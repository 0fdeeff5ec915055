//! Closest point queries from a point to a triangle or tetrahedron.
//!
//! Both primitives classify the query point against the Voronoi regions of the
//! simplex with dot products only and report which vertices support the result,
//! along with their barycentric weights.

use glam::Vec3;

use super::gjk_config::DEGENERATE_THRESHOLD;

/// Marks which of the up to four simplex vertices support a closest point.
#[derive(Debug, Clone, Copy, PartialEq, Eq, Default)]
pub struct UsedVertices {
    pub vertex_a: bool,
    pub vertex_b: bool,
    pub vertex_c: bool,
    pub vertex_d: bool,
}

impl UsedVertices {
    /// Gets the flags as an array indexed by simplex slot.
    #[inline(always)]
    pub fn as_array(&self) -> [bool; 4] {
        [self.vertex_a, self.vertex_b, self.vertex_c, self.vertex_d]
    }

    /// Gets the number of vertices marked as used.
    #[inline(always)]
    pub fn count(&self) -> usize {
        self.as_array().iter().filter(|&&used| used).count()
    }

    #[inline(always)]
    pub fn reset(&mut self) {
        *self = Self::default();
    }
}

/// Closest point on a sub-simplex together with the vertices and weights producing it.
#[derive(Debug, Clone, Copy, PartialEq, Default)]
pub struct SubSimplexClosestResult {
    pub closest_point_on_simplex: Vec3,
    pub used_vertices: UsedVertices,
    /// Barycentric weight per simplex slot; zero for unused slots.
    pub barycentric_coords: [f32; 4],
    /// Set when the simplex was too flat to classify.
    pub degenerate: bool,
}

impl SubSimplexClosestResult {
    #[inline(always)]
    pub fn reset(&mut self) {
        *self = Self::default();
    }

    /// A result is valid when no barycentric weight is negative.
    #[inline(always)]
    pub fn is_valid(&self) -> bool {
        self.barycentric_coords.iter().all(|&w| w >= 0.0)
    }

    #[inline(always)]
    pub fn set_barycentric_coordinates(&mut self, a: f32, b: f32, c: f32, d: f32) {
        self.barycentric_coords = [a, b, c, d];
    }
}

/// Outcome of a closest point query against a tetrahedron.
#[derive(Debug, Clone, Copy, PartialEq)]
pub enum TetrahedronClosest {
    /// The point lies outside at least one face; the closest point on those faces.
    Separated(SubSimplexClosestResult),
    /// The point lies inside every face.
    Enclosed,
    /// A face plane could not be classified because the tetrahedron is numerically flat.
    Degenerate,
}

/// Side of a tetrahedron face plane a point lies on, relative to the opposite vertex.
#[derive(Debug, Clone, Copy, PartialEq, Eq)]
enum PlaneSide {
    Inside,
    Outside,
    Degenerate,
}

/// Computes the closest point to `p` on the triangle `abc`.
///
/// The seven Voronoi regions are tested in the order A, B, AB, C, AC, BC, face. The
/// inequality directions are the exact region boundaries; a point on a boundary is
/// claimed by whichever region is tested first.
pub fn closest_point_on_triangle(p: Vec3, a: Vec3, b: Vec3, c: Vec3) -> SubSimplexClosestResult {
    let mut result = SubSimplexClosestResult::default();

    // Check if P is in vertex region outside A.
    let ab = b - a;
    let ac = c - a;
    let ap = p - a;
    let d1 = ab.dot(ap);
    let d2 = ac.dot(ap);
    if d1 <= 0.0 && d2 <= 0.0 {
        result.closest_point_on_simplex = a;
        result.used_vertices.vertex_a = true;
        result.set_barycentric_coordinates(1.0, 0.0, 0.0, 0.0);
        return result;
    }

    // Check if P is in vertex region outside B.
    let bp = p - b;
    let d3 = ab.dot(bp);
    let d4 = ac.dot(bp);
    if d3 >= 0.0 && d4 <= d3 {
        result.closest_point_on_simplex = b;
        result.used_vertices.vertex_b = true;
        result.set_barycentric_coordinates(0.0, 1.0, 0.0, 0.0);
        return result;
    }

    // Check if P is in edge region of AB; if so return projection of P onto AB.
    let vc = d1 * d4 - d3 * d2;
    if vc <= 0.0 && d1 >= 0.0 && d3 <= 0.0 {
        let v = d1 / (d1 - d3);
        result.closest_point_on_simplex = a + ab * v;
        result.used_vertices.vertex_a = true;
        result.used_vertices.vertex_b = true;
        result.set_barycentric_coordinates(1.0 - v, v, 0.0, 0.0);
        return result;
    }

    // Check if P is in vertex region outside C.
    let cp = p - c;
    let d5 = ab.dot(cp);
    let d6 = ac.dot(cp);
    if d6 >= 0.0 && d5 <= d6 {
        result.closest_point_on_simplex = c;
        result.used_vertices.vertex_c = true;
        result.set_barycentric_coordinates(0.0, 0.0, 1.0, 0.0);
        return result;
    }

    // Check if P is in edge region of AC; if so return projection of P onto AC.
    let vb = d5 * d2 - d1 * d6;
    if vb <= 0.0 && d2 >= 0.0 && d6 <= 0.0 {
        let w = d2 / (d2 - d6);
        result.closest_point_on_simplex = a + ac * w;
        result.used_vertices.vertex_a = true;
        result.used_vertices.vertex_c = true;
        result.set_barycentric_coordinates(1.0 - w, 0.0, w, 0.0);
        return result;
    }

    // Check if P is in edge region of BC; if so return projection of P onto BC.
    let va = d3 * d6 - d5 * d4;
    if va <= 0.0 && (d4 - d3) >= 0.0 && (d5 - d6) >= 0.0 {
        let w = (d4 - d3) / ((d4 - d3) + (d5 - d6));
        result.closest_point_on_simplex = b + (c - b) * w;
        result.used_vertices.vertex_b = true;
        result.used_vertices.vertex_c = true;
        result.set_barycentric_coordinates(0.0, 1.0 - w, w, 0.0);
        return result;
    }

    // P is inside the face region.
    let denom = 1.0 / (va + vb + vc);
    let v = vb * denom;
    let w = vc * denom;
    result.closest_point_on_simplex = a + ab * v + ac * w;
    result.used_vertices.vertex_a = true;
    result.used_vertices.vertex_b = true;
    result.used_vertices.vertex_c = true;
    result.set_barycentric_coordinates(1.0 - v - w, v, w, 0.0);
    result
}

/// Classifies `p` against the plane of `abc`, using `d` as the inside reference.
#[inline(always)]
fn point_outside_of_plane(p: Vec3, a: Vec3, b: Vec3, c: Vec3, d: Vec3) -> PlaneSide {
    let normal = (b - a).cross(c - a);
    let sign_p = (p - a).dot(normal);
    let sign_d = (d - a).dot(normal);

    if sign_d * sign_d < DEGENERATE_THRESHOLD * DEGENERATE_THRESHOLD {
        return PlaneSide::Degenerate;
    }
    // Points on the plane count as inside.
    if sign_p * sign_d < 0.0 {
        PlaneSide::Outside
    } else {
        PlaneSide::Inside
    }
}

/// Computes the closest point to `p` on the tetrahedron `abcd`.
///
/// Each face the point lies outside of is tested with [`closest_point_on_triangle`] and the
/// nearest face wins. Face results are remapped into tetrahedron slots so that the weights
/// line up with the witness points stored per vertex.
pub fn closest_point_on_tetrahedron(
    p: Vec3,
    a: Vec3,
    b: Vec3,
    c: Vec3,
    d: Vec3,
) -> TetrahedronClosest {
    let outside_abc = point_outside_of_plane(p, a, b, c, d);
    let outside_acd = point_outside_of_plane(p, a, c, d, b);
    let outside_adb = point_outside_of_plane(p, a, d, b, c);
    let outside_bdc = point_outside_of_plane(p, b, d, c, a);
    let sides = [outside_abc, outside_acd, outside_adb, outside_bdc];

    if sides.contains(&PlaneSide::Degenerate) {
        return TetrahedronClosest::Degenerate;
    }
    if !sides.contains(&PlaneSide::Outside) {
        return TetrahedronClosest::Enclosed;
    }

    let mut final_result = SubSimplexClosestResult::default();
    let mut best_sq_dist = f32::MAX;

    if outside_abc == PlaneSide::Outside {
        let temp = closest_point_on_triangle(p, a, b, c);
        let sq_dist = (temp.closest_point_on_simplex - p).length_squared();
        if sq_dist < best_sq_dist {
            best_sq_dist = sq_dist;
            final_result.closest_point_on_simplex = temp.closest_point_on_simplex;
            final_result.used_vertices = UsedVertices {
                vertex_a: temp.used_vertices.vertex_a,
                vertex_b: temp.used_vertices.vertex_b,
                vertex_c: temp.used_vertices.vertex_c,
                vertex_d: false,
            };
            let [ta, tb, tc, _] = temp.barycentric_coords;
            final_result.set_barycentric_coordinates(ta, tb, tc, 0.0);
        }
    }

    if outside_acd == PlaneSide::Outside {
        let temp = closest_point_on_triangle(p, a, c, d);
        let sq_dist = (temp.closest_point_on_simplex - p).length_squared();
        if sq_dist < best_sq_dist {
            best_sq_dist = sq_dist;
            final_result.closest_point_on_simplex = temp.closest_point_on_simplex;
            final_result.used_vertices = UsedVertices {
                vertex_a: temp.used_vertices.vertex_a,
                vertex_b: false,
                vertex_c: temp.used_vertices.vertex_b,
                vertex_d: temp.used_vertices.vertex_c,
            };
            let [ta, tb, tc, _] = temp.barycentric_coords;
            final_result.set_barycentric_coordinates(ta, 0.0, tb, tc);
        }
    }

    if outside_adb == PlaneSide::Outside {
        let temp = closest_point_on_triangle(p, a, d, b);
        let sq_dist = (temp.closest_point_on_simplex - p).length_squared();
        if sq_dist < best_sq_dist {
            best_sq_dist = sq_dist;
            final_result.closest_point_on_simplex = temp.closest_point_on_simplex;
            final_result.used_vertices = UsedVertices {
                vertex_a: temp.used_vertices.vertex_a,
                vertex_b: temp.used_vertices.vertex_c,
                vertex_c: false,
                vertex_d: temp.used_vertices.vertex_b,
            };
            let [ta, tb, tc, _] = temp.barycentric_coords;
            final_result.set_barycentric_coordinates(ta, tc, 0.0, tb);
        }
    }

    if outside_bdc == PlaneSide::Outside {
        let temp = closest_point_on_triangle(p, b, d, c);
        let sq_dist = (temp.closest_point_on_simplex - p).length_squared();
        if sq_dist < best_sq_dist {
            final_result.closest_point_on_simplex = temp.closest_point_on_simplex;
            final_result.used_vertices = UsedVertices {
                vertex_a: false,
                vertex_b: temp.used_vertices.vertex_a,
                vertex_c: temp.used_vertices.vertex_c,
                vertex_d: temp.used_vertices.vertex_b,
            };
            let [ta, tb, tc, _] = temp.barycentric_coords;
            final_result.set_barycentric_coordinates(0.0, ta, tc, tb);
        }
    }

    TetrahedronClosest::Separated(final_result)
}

## [Problem requirements]
Beginning at the line above with "pub struct SubSimplexClosestResult" and finishing at the line with "Vec3, c: Vec3)", return each line exactly and return nothing else.

## [Reply]
pub struct SubSimplexClosestResult {
    pub closest_point_on_simplex: Vec3,
    pub used_vertices: UsedVertices,
    /// Barycentric weight per simplex slot; zero for unused slots.
    pub barycentric_coords: [f32; 4],
    /// Set when the simplex was too flat to classify.
    pub degenerate: bool,
}

impl SubSimplexClosestResult {
    #[inline(always)]
    pub fn reset(&mut self) {
        *self = Self::default();
    }

    /// A result is valid when no barycentric weight is negative.
    #[inline(always)]
    pub fn is_valid(&self) -> bool {
        self.barycentric_coords.iter().all(|&w| w >= 0.0)
    }

    #[inline(always)]
    pub fn set_barycentric_coordinates(&mut self, a: f32, b: f32, c: f32, d: f32) {
        self.barycentric_coords = [a, b, c, d];
    }
}

/// Outcome of a closest point query against a tetrahedron.
#[derive(Debug, Clone, Copy, PartialEq)]
pub enum TetrahedronClosest {
    /// The point lies outside at least one face; the closest point on those faces.
    Separated(SubSimplexClosestResult),
    /// The point lies inside every face.
    Enclosed,
    /// A face plane could not be classified because the tetrahedron is numerically flat.
    Degenerate,
}

/// Side of a tetrahedron face plane a point lies on, relative to the opposite vertex.
#[derive(Debug, Clone, Copy, PartialEq, Eq)]
enum PlaneSide {
    Inside,
    Outside,
    Degenerate,
}

/// Computes the closest point to `p` on the triangle `abc`.
///
/// The seven Voronoi regions are tested in the order A, B, AB, C, AC, BC, face. The
/// inequality directions are the exact region boundaries; a point on a boundary is
/// claimed by whichever region is tested first.
pub fn closest_point_on_triangle(p: Vec3, a: Vec3, b: Vec3, c: Vec3) -> SubSimplexClosestResult {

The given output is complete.